Fortunately for electric vehicle fans, the news is not all sad and gloomy. Battery technology continues to improve by leaps and bounds, with a 40% reduction in cost expected over the next 10 years or so. The $5,000 additional cost of an EV is expected to switch to a $1,000-$7,000 savings in the next 10-20 years, dependent on technology progression and the cost of oil. Once the equation is reversed and consumers are financially incentivized to switch to EVs, Nissan's 10% outlook may begin to look a little more reasonable.
So, assuming that the optimists are right and 10% of cars driving off dealer lots in 2020 are electric, what does that mean for climate change?
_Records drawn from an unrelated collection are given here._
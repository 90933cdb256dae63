//! Small helpers shared across modules: UUIDs, JSON diffing and merging

use serde_json::{Map, Value};
use uuid::Uuid;

/// Time-ordered UUID used for descriptor and schema ids
pub fn uuid_7() -> Uuid {
    Uuid::now_v7()
}

pub fn is_valid_uuid(value: &str) -> bool {
    get_valid_uuid(value).is_some()
}

/// Parse any textual UUID form (hyphenated, simple, braced, urn)
pub fn get_valid_uuid(value: &str) -> Option<Uuid> {
    Uuid::parse_str(value.trim()).ok()
}

/// True for `None` or whitespace-only strings
pub fn is_string_empty(value: Option<&str>) -> bool {
    value.map_or(true, |s| s.trim().is_empty())
}

/// Keys of `new` whose values differ from `old`
///
/// Nested objects are diffed recursively and only kept when something inside
/// changed. Keys missing from `new` are reported as `null`.
pub fn recursive_diff(old: &Map<String, Value>, new: &Map<String, Value>, exclude: &[&str]) -> Map<String, Value> {
    let mut result = Map::new();
    let keys = old.keys().chain(new.keys().filter(|k| !old.contains_key(*k)));

    for key in keys {
        if exclude.contains(&key.as_str()) {
            continue;
        }
        match (old.get(key), new.get(key)) {
            (Some(Value::Object(a)), Some(Value::Object(b))) => {
                let nested = recursive_diff(a, b, &[]);
                if !nested.is_empty() {
                    result.insert(key.clone(), Value::Object(nested));
                }
            }
            (Some(a), Some(b)) => {
                if a != b {
                    result.insert(key.clone(), b.clone());
                }
            }
            (None, Some(b)) => {
                result.insert(key.clone(), b.clone());
            }
            (Some(_), None) => {
                result.insert(key.clone(), Value::Null);
            }
            (None, None) => {}
        }
    }

    result
}

/// Recursive object merge where `overlay` wins
///
/// Nested objects merge key by key, arrays and scalars are replaced, and a
/// `null` in `overlay` never clears a value from `base`.
pub fn merge_json(base: &Value, overlay: &Value) -> Value {
    match (base, overlay) {
        (Value::Object(a), Value::Object(b)) => {
            let mut merged = a.clone();
            for (key, incoming) in b {
                let next = match (a.get(key), incoming) {
                    (Some(current), Value::Null) => current.clone(),
                    (Some(current), incoming) => merge_json(current, incoming),
                    (None, incoming) => incoming.clone(),
                };
                merged.insert(key.clone(), next);
            }
            Value::Object(merged)
        }
        (current, Value::Null) => current.clone(),
        (_, incoming) => incoming.clone(),
    }
}
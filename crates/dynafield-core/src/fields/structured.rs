//! Json, List and Object descriptors

use super::{CompiledField, FieldCommon, FieldDefinition, ValueKind};
use crate::error::{Error, Result};
use crate::model::build_dynamic_model;
use serde::{Deserialize, Serialize};
use serde_json::{Map, Value};

#[derive(Debug, Clone, Default, PartialEq, Serialize, Deserialize)]
#[serde(rename_all = "camelCase")]
pub struct JsonField {
    #[serde(flatten)]
    pub common: FieldCommon,
    #[serde(default, alias = "default_dict", skip_serializing_if = "Option::is_none")]
    pub default_dict: Option<Map<String, Value>>,
}

impl JsonField {
    pub(crate) fn compile(&self) -> Result<CompiledField> {
        self.common.check_default(self.default_dict.is_some())?;
        Ok(CompiledField {
            key: self.common.label.clone(),
            label: self.common.label.clone(),
            kind: ValueKind::Json,
            required: self.common.required,
            default: self.default_dict.clone().map(Value::Object),
            description: self.common.description.clone(),
        })
    }
}

#[derive(Debug, Clone, Default, PartialEq, Serialize, Deserialize)]
#[serde(rename_all = "camelCase")]
pub struct ListField {
    #[serde(flatten)]
    pub common: FieldCommon,
    #[serde(default, alias = "default_list", skip_serializing_if = "Option::is_none")]
    pub default_list: Option<Vec<Value>>,
}

impl ListField {
    pub(crate) fn compile(&self) -> Result<CompiledField> {
        self.common.check_default(self.default_list.is_some())?;
        Ok(CompiledField {
            key: self.common.label.clone(),
            label: self.common.label.clone(),
            kind: ValueKind::List,
            required: self.common.required,
            default: self.default_list.clone().map(Value::Array),
            description: self.common.description.clone(),
        })
    }
}

/// A nested record described by its own descriptor list
#[derive(Debug, Clone, Default, PartialEq, Serialize, Deserialize)]
pub struct ObjectField {
    #[serde(flatten)]
    pub common: FieldCommon,
    #[serde(default)]
    pub fields: Vec<FieldDefinition>,
}

impl ObjectField {
    /// `shipping address` becomes `ShippingAddressSubModel`
    pub fn sub_model_name(&self) -> String {
        let title: String = self
            .common
            .label
            .split(|c: char| !c.is_alphanumeric())
            .map(super::text::capitalize)
            .collect();
        format!("{title}SubModel")
    }

    pub(crate) fn compile(&self) -> Result<CompiledField> {
        let nested = build_dynamic_model(self.sub_model_name(), &self.fields).map_err(|e| {
            Error::field_definition(&self.common.label, format!("nested fields are invalid: {e}"))
        })?;
        Ok(CompiledField {
            key: self.common.label.clone(),
            label: self.common.label.clone(),
            kind: ValueKind::Object(nested),
            required: self.common.required,
            default: None,
            description: self.common.description.clone(),
        })
    }
}

#[cfg(test)]
mod tests {
    use super::*;
    use crate::fields::StrField;
    use serde_json::json;

    #[test]
    fn test_object_field_compiles_nested_model() {
        let field = ObjectField {
            common: FieldCommon::new("shipping address"),
            fields: vec![StrField {
                common: FieldCommon::required("street"),
                ..Default::default()
            }
            .into()],
        };
        let compiled = field.compile().unwrap();
        let nested = compiled.nested_model().unwrap();
        assert_eq!(nested.name(), "ShippingAddressSubModel");
        assert_eq!(nested.keys().collect::<Vec<_>>(), vec!["street"]);
    }

    #[test]
    fn test_nested_errors_name_the_object() {
        let field: ObjectField = serde_json::from_value(json!({
            "label": "profile",
            "fields": [{"__typename": "IntField", "label": "age", "required": true, "defaultInt": 1}]
        }))
        .unwrap();
        let err = field.compile().unwrap_err();
        assert!(err.to_string().contains("profile"));
    }

    #[test]
    fn test_json_and_list_defaults() {
        let json_field = JsonField {
            common: FieldCommon::new("meta"),
            default_dict: Some(json!({"a": 1}).as_object().unwrap().clone()),
        };
        assert_eq!(json_field.compile().unwrap().default, Some(json!({"a": 1})));

        let list_field = ListField {
            common: FieldCommon::new("tags"),
            default_list: Some(vec![json!("x")]),
        };
        assert_eq!(list_field.compile().unwrap().default, Some(json!(["x"])));
    }
}
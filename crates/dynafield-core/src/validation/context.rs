//! Path tracking for nested record validation

/// How unknown keys in record input are treated
#[derive(Debug, Clone, Copy, PartialEq, Eq, Default)]
pub enum ValidationMode {
    /// Unknown keys are reported as errors
    Strict,
    /// Unknown keys are silently dropped
    #[default]
    Lenient,
}

/// Validation context carried down through nested objects
#[derive(Debug, Clone)]
pub struct ValidationContext {
    /// Current JSON path
    pub path: String,
    /// Validation mode
    pub mode: ValidationMode,
}

impl ValidationContext {
    pub fn new(mode: ValidationMode) -> Self {
        Self {
            path: "$".to_string(),
            mode,
        }
    }

    /// Create a child context with updated path
    pub fn child<P: AsRef<str>>(&self, path_segment: P) -> Self {
        Self {
            path: format!("{}.{}", self.path, path_segment.as_ref()),
            mode: self.mode,
        }
    }

    /// Create a child context for array index
    pub fn child_index(&self, index: usize) -> Self {
        Self {
            path: format!("{}[{}]", self.path, index),
            mode: self.mode,
        }
    }
}

impl Default for ValidationContext {
    fn default() -> Self {
        Self::new(ValidationMode::default())
    }
}
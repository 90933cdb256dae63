//! `${ENV:VAR}` expansion inside loaded documents
//!
//! `${ENV:NAME}` is replaced by the variable's value, `${ENV:NAME:fallback}`
//! falls back to the literal after the second colon, and `\${` escapes a
//! literal `${`.

use crate::loader::error::{LoaderError, LoaderResult};
use serde_json::{Map, Value};
use std::collections::HashMap;
use std::path::{Path, PathBuf};

/// Expands environment references, with optional overrides taking precedence
#[derive(Debug, Clone, Default)]
pub struct EnvExpander {
    overrides: HashMap<String, String>,
}

impl EnvExpander {
    pub fn new() -> Self {
        Self::default()
    }

    pub fn with_var(mut self, name: impl Into<String>, value: impl Into<String>) -> Self {
        self.overrides.insert(name.into(), value.into());
        self
    }

    fn lookup(&self, name: &str) -> Option<String> {
        self.overrides
            .get(name)
            .cloned()
            .or_else(|| std::env::var(name).ok())
    }

    /// Expand every string, object key included
    pub fn expand(&self, value: Value, path: &Path) -> LoaderResult<Value> {
        match value {
            Value::String(s) => Ok(Value::String(self.expand_str(&s, path)?)),
            Value::Object(obj) => {
                let mut expanded = Map::with_capacity(obj.len());
                for (key, val) in obj {
                    expanded.insert(self.expand_str(&key, path)?, self.expand(val, path)?);
                }
                Ok(Value::Object(expanded))
            }
            Value::Array(items) => items
                .into_iter()
                .map(|item| self.expand(item, path))
                .collect::<LoaderResult<Vec<_>>>()
                .map(Value::Array),
            other => Ok(other),
        }
    }

    pub fn expand_str(&self, s: &str, path: &Path) -> LoaderResult<String> {
        let mut result = String::with_capacity(s.len());
        let mut chars = s.chars().peekable();

        while let Some(ch) = chars.next() {
            if ch == '\\' && chars.peek() == Some(&'$') {
                chars.next();
                if chars.peek() == Some(&'{') {
                    chars.next();
                    result.push_str("${");
                } else {
                    result.push_str("\\$");
                }
            } else if ch == '$' && chars.peek() == Some(&'{') {
                chars.next();

                let mut spec = String::new();
                let mut depth = 1;
                for ch in chars.by_ref() {
                    match ch {
                        '{' => depth += 1,
                        '}' => {
                            depth -= 1;
                            if depth == 0 {
                                break;
                            }
                        }
                        _ => {}
                    }
                    spec.push(ch);
                }

                if depth != 0 {
                    return Err(env_error(spec, path, "Unclosed environment variable reference"));
                }
                result.push_str(&self.resolve(&spec, path)?);
            } else {
                result.push(ch);
            }
        }

        Ok(result)
    }

    fn resolve(&self, spec: &str, path: &Path) -> LoaderResult<String> {
        let Some(reference) = spec.strip_prefix("ENV:") else {
            return Err(env_error(spec.to_string(), path, "Environment variable must use ENV: prefix"));
        };
        let (name, fallback) = match reference.split_once(':') {
            Some((name, fallback)) => (name, Some(fallback)),
            None => (reference, None),
        };

        match (self.lookup(name), fallback) {
            (Some(value), _) => Ok(value),
            (None, Some(fallback)) => Ok(fallback.to_string()),
            (None, None) => Err(env_error(
                name.to_string(),
                path,
                "Environment variable not found and no default provided",
            )),
        }
    }
}

fn env_error(var_name: String, path: &Path, reason: &str) -> LoaderError {
    LoaderError::environment_error(var_name, PathBuf::from(path), reason.to_string())
}

#[cfg(test)]
mod tests {
    use super::*;
    use serde_json::json;

    #[test]
    fn test_expansion_with_overrides_and_defaults() {
        let expander = EnvExpander::new().with_var("DYNAFIELD_TEST_LABEL", "Customer");
        let value = json!({
            "label": "${ENV:DYNAFIELD_TEST_LABEL}",
            "description": "${ENV:DYNAFIELD_TEST_MISSING:fallback text}",
            "nested": ["id of ${ENV:DYNAFIELD_TEST_LABEL}"]
        });

        let expanded = expander.expand(value, Path::new("schema.yaml")).unwrap();
        assert_eq!(
            expanded,
            json!({
                "label": "Customer",
                "description": "fallback text",
                "nested": ["id of Customer"]
            })
        );
    }

    #[test]
    fn test_escapes_and_errors() {
        let expander = EnvExpander::new();
        let path = Path::new("schema.yaml");

        assert_eq!(expander.expand_str("\\${ENV:KEEP}", path).unwrap(), "${ENV:KEEP}");
        assert_eq!(expander.expand_str("cost: $5", path).unwrap(), "cost: $5");

        assert!(matches!(
            expander.expand_str("${ENV:DYNAFIELD_TEST_SURELY_UNSET}", path),
            Err(LoaderError::EnvironmentError { .. })
        ));
        assert!(expander.expand_str("${ENV:UNCLOSED", path).is_err());
        assert!(expander.expand_str("${HOME}", path).is_err());
    }
}
//! Filter compilation and evaluation command handler

use super::utils;
use crate::cli::FilterArgs;
use crate::config::Config;
use crate::error::{Error, Result};
use crate::logging::timing::Timer;
use crate::output::OutputWriter;
use dynafield_core::expressions::PlaceholderStyle;
use dynafield_core::{FilterExpression, SqlFilterBuilder};
use dynafield_schemas::SchemaParser;
use serde_json::json;
use std::path::Path;
use tracing::{debug, instrument};

/// Handle the filter command
#[instrument(skip(config, output), fields(filter = %args.filter.display()))]
pub async fn handle_filter(args: FilterArgs, config: &Config, output: &mut OutputWriter) -> Result<()> {
    let _timer = Timer::with_details("filter_command", &format!("file: {}", args.filter.display()));
    let expression = load_expression(&args.filter)?;

    match &args.records {
        Some(records_path) => {
            let records = utils::load_records(records_path)?.into_vec();
            let matched = expression.filter(&records)?;
            debug!(total = records.len(), matched = matched.len(), "Evaluated filter");
            output.info(&format!("{} of {} record(s) match", matched.len(), records.len()))?;
            output.data(&matched)
        }
        None => {
            let style = if args.numbered {
                PlaceholderStyle::Numbered
            } else {
                config.sql.placeholders.into()
            };
            let (sql, params) = SqlFilterBuilder::with_style(style).build(&expression)?;
            debug!(?style, params = params.len(), "Compiled filter");

            if output.is_human() {
                output.section("SQL")?;
                output.writeln(&sql)?;
                output.section("Parameters")?;
                output.data(&params)
            } else {
                output.data(&json!({"sql": sql, "params": params}))
            }
        }
    }
}

fn load_expression(path: &Path) -> Result<FilterExpression> {
    utils::ensure_exists(path)?;
    let (value, _) = SchemaParser::new().parse_file(path)?;
    serde_json::from_value(value).map_err(|e| Error::InvalidFormat {
        path: path.to_path_buf(),
        expected: format!("a filter expression ({e})"),
    })
}
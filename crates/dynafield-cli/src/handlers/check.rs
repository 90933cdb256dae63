//! Schema lint command handler

use super::utils;
use crate::cli::CheckArgs;
use crate::config::Config;
use crate::error::{Error, Result};
use crate::logging::timing::Timer;
use crate::output::OutputWriter;
use dynafield_schemas::{
    create_record_schema_validator, SchemaLoader, SchemaValidator, ValidationContext, ValidationErrors,
    ValidationMode,
};
use serde_json::Value;
use tracing::{debug, info, instrument, warn};

/// Descriptor list keys, in the order they are looked up for `--detailed`
const DEFINITION_KEYS: [&str; 4] = ["fieldDefinitions", "field_definitions", "fieldSchema", "field_schema"];

/// Handle the check command
#[instrument(skip(config, output), fields(file = %args.schema.display(), strict = ?args.strict))]
pub async fn handle_check(args: CheckArgs, config: &Config, output: &mut OutputWriter) -> Result<()> {
    let _timer = Timer::with_details("check_command", &format!("file: {}", args.schema.display()));
    let path = utils::resolve_schema_path(&args.schema, config)?;
    output.info(&format!("Checking schema: {}", path.display()))?;

    let document = SchemaLoader::new().load_value(&path)?;
    let mode: ValidationMode = args.strict.unwrap_or(config.validation.mode).into();
    debug!(?mode, "Using validation mode");

    let result = {
        let _validation_timer = Timer::new("schema_validation");
        create_record_schema_validator().validate_with_context(&document, &ValidationContext::new(mode))
    };

    let count = match result {
        Ok(()) => {
            info!("Schema is valid");
            output.success(&format!("✓ Schema is valid ({:?} mode)", mode))?;
            if !output.is_human() {
                output.validation_errors(&ValidationErrors::new())?;
            }
            0
        }
        Err(errors) => {
            warn!(errors = errors.len(), "Schema validation failed");
            output.error("✗ Schema validation failed")?;
            output.validation_errors(&errors)?;
            errors.len()
        }
    };

    if args.detailed {
        output.section("Field Descriptors")?;
        output.table(&["Label", "Kind", "Required"], descriptor_rows(&document))?;
    }

    match count {
        0 => Ok(()),
        count => Err(Error::Validation { count }),
    }
}

/// Rows straight from the raw document, so broken descriptors still show up
fn descriptor_rows(document: &Value) -> Vec<Vec<String>> {
    let descriptors = DEFINITION_KEYS
        .iter()
        .find_map(|key| document.get(*key))
        .and_then(Value::as_array);

    descriptors
        .into_iter()
        .flatten()
        .map(|descriptor| {
            let text = |key: &str| descriptor.get(key).and_then(Value::as_str).unwrap_or("?").to_string();
            let required = descriptor.get("required").and_then(Value::as_bool).unwrap_or(false);
            vec![text("label"), text("__typename"), if required { "yes" } else { "" }.to_string()]
        })
        .collect()
}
According to MIT, electric vehicles currently release about half as much CO2 emissions per mile as internal combustion engine vehicles. Combining all of the math together, you get a 0.75% decrease in total global fossil fuel CO2 emissions. That's less than 1%. Hardly the world savior so hoped for by many.
These anticipated CO2 emission reductions also ignore the continued improvement in internal combustion engine technology. Government standards continue to get stricter, with an expected average fuel-efficiency rating of 54.5 mpg by 2025. MIT makes the comparison easy for us: the 50% advantage of EVs drops to around 30% by 2030. While this advantage is still significant, many consumers report that their interest in EVs would substantially decline with fuel-efficiencies above 50 mpg, again calling Nissan's 10% prediction into question.
Given that the rosiest outlook for electric vehicle sales results in less than a 1% reduction in fossil fuel CO2 emissions, it is clear that it is time to look elsewhere for a solution to climate change. While electric vehicles are neat in their own right and may contribute to any long-term solution, their impact in the next decade or so will be limited.